Secondly, have analytics in place that can show what content is being consumed. As John Wanamaker said, “half the money I spend on advertising is wasted; the trouble is I don’t know which half” – and the same is true for marketing. You wouldn’t run an event and not solicit feedback, so don’t create content where you can’t measure its success once it’s been distributed. Being able to tell other teams which content is working really well also helps them – and not just by bringing in new customers. If you can tell the sales team that prospects were really engaged with a webinar on the ePrivacy directive, for example, then that also gives them a conversation starter for their next interaction with a prospect.

Get Feedback

Similarly, getting feedback from broader teams is important, either to reinforce that you’re taking the right marketing approach, or to use their insights to fuel your next marketing campaign. Most large organisations will store and generate a large amount of data every single day, so mining this data to create meaningful insights and translating that into content and approaches that are impactful is extremely important.

Keep Improving

Finally, unless you’re working in a startup, you’re probably not going it alone, so you also need mechanisms to make sure that the content is being communicated and followed-up effectively by all members of the team. This means that tracking what’s been distributed, how it’s been received, as well as providing good training, coaching and performance management of staff, is key.

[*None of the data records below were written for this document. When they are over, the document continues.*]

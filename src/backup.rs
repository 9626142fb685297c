//! 备份管理模块
//!
//! # 设计思路
//!
//! 导出一个自描述归档（gzip 压缩的 tar 容器）：`manifest.json`、
//! 主数据库文件 `clipboard.db`、`images/*`、`thumbs/*`、`config/*`。
//! 清单是唯一一个无需触碰数据库即可校验/描述备份的入口。
//!
//! 导出前先对存储做 WAL 检查点，保证归档内的数据库文件自洽。
//! 校验/查看只读清单、无副作用，归档损坏一律返回「无效」而非报错。
//!
//! 还原状态机：校验 → 快照 → 替换 → {成功: 删除快照 | 失败: 从快照回滚}，
//! 不存在部分成功状态（见 `restore` 子模块）。

use std::fs::{self, File};
use std::path::Path;
use std::sync::Arc;

use flate2::read::GzDecoder;
use flate2::write::GzEncoder;
use flate2::Compression;
use serde::{Deserialize, Serialize};
use tar::{Archive, Builder, Header};

use crate::db::ClipboardStore;
use crate::error::AppError;
use crate::layout::StorageLayout;

mod restore;

/// 当前支持的清单版本；更新版本的归档拒绝还原
pub const MANIFEST_VERSION: i64 = 1;

pub(crate) const MANIFEST_ENTRY: &str = "manifest.json";
pub(crate) const DB_ENTRY: &str = "clipboard.db";
pub(crate) const IMAGES_PREFIX: &str = "images/";
pub(crate) const THUMBS_PREFIX: &str = "thumbs/";
pub(crate) const CONFIG_PREFIX: &str = "config/";

/// 备份清单：描述一次导出的全部元信息
#[derive(Debug, Clone, PartialEq, Serialize, Deserialize)]
#[serde(rename_all = "camelCase")]
pub struct BackupManifest {
    pub version: i64,
    pub app_version: String,
    pub created_at_utc: String,
    pub item_count: i64,
    pub image_count: i64,
    pub thumbnail_count: i64,
    pub has_pinned_items: bool,
    pub machine_name: String,
}

/// 备份管理器：导出、校验、还原
pub struct BackupManager {
    store: Arc<ClipboardStore>,
    layout: StorageLayout,
}

impl BackupManager {
    pub fn new(store: Arc<ClipboardStore>, layout: StorageLayout) -> Self {
        Self { store, layout }
    }

    /// 导出备份归档到 `dest`，返回写入的清单
    pub fn create_backup(&self, dest: &Path) -> Result<BackupManifest, AppError> {
        // 先把 WAL 刷回主文件，导出的数据库才是自洽的
        self.store.checkpoint()?;

        let images_info = self.layout.dir_info(&self.layout.images_dir());
        let thumbs_info = self.layout.dir_info(&self.layout.thumbs_dir());
        let manifest = BackupManifest {
            version: MANIFEST_VERSION,
            app_version: env!("CARGO_PKG_VERSION").to_string(),
            created_at_utc: chrono::Utc::now().to_rfc3339(),
            item_count: self.store.count()?,
            image_count: images_info.file_count as i64,
            thumbnail_count: thumbs_info.file_count as i64,
            has_pinned_items: self.store.count_pinned()? > 0,
            machine_name: gethostname::gethostname().to_string_lossy().to_string(),
        };

        let file = File::create(dest)
            .map_err(|e| AppError::Backup(format!("创建备份文件失败: {}", e)))?;
        let encoder = GzEncoder::new(file, Compression::default());
        let mut builder = Builder::new(encoder);

        append_bytes(
            &mut builder,
            MANIFEST_ENTRY,
            &serde_json::to_vec_pretty(&manifest)
                .map_err(|e| AppError::Backup(format!("序列化清单失败: {}", e)))?,
        )?;

        builder
            .append_path_with_name(self.layout.db_path(), DB_ENTRY)
            .map_err(|e| AppError::Backup(format!("归档数据库文件失败: {}", e)))?;

        append_dir_flat(&mut builder, &self.layout.images_dir(), IMAGES_PREFIX)?;
        append_dir_flat(&mut builder, &self.layout.thumbs_dir(), THUMBS_PREFIX)?;
        append_dir_flat(&mut builder, &self.layout.config_dir(), CONFIG_PREFIX)?;

        builder
            .into_inner()
            .and_then(|encoder| encoder.finish())
            .map_err(|e| AppError::Backup(format!("写入备份归档失败: {}", e)))?;

        Ok(manifest)
    }

    /// 校验归档：只读清单，不碰其他内容；任何损坏返回 None
    pub fn validate_backup(path: &Path) -> Option<BackupManifest> {
        let file = File::open(path).ok()?;
        let mut archive = Archive::new(GzDecoder::new(file));

        for entry in archive.entries().ok()? {
            let entry = entry.ok()?;
            let entry_path = entry.path().ok()?;
            if entry_path.as_ref() == Path::new(MANIFEST_ENTRY) {
                return serde_json::from_reader(entry).ok();
            }
        }
        None
    }

    /// 查看归档内容描述，与校验同一条只读路径
    pub fn inspect_backup(path: &Path) -> Option<BackupManifest> {
        Self::validate_backup(path)
    }
}

fn append_bytes<W: std::io::Write>(
    builder: &mut Builder<W>,
    name: &str,
    bytes: &[u8],
) -> Result<(), AppError> {
    let mut header = Header::new_gnu();
    header.set_size(bytes.len() as u64);
    header.set_mode(0o644);
    header.set_cksum();
    builder
        .append_data(&mut header, name, bytes)
        .map_err(|e| AppError::Backup(format!("归档 '{}' 失败: {}", name, e)))
}

/// 把目录下的常规文件平铺归档到 `prefix/<文件名>`；目录不存在时跳过
fn append_dir_flat<W: std::io::Write>(
    builder: &mut Builder<W>,
    dir: &Path,
    prefix: &str,
) -> Result<(), AppError> {
    if !dir.exists() {
        return Ok(());
    }
    let entries = fs::read_dir(dir)
        .map_err(|e| AppError::Backup(format!("读取目录 '{}' 失败: {}", dir.display(), e)))?;
    for entry in entries.flatten() {
        let path = entry.path();
        if !path.is_file() {
            continue;
        }
        let Some(name) = path.file_name().and_then(|n| n.to_str()) else {
            continue;
        };
        builder
            .append_path_with_name(&path, format!("{prefix}{name}"))
            .map_err(|e| AppError::Backup(format!("归档 '{}' 失败: {}", path.display(), e)))?;
    }
    Ok(())
}

#[cfg(test)]
mod tests {
    use std::sync::Arc;

    use super::{BackupManager, MANIFEST_VERSION};
    use crate::db::test_support::open_temp_store;
    use crate::db::ClipboardStore;
    use crate::model::{ClipboardEntry, EntryType};

    pub(super) fn seeded_manager() -> (tempfile::TempDir, Arc<ClipboardStore>, BackupManager) {
        let (dir, store) = open_temp_store();
        let layout = store.layout().clone();
        let store = Arc::new(store);

        let mut plain = ClipboardEntry::new("plain", EntryType::Text);
        store.save(&mut plain).expect("save plain");
        let mut pinned = ClipboardEntry::new("pinned", EntryType::Text);
        pinned.is_pinned = true;
        store.save(&mut pinned).expect("save pinned");

        std::fs::write(layout.images_dir().join("img_1.png"), b"img").expect("write image");
        std::fs::write(layout.thumbs_dir().join("t1.png"), b"t1").expect("write thumb 1");
        std::fs::write(layout.thumbs_dir().join("t2.png"), b"t2").expect("write thumb 2");
        std::fs::write(layout.config_dir().join("settings.json"), b"{}").expect("write config");

        let manager = BackupManager::new(Arc::clone(&store), layout);
        (dir, store, manager)
    }

    #[test]
    fn backup_roundtrip_manifest_matches_created_state() {
        let (dir, _store, manager) = seeded_manager();
        let archive = dir.path().join("backup.tar.gz");

        let created = manager.create_backup(&archive).expect("create backup");
        let validated = BackupManager::validate_backup(&archive).expect("validate backup");

        assert_eq!(validated, created);
        assert_eq!(validated.version, MANIFEST_VERSION);
        assert_eq!(validated.item_count, 2);
        assert_eq!(validated.image_count, 1);
        assert_eq!(validated.thumbnail_count, 2);
        assert!(validated.has_pinned_items);
        assert!(!validated.machine_name.is_empty());
    }

    #[test]
    fn validate_rejects_garbage_and_missing_files() {
        let dir = tempfile::tempdir().expect("create temp dir");

        let garbage = dir.path().join("garbage.tar.gz");
        std::fs::write(&garbage, b"definitely not a tarball").expect("write garbage");
        assert!(BackupManager::validate_backup(&garbage).is_none());

        assert!(BackupManager::validate_backup(&dir.path().join("missing.tar.gz")).is_none());
        assert!(BackupManager::inspect_backup(&garbage).is_none());
    }
}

This also ensures that you can not only do more of what’s been working, but that you can improve things that aren’t. In some ways, it doesn’t matter whether you’re dealing with an underperforming marketing asset or a member of staff – either way, you need to change something and then make sure that it’s improved!

Into the Future

With most western economies drawing a large proportion of their revenue from the service sector (in Germany, for example, this figure stands at around 70%, with the UK at 80%) it’s unsurprising that experience, above price and product, has become a central differentiator. It may have been slower to permeate through B2B organisations in the financial services sector, compared to B2C firms and retail banks, but as budgets tighten through the pandemic and recession, it’s crucial that marketers step up to take on the mantle of being experience champions.

Clearly, this will manifest itself in different ways, but whether it’s better enabling the sales team by producing highly specific content for one prospect, helping a CSM promote a product change because of customer feedback, or simply promoting a new service, the central tenet holds: experience has never been more important.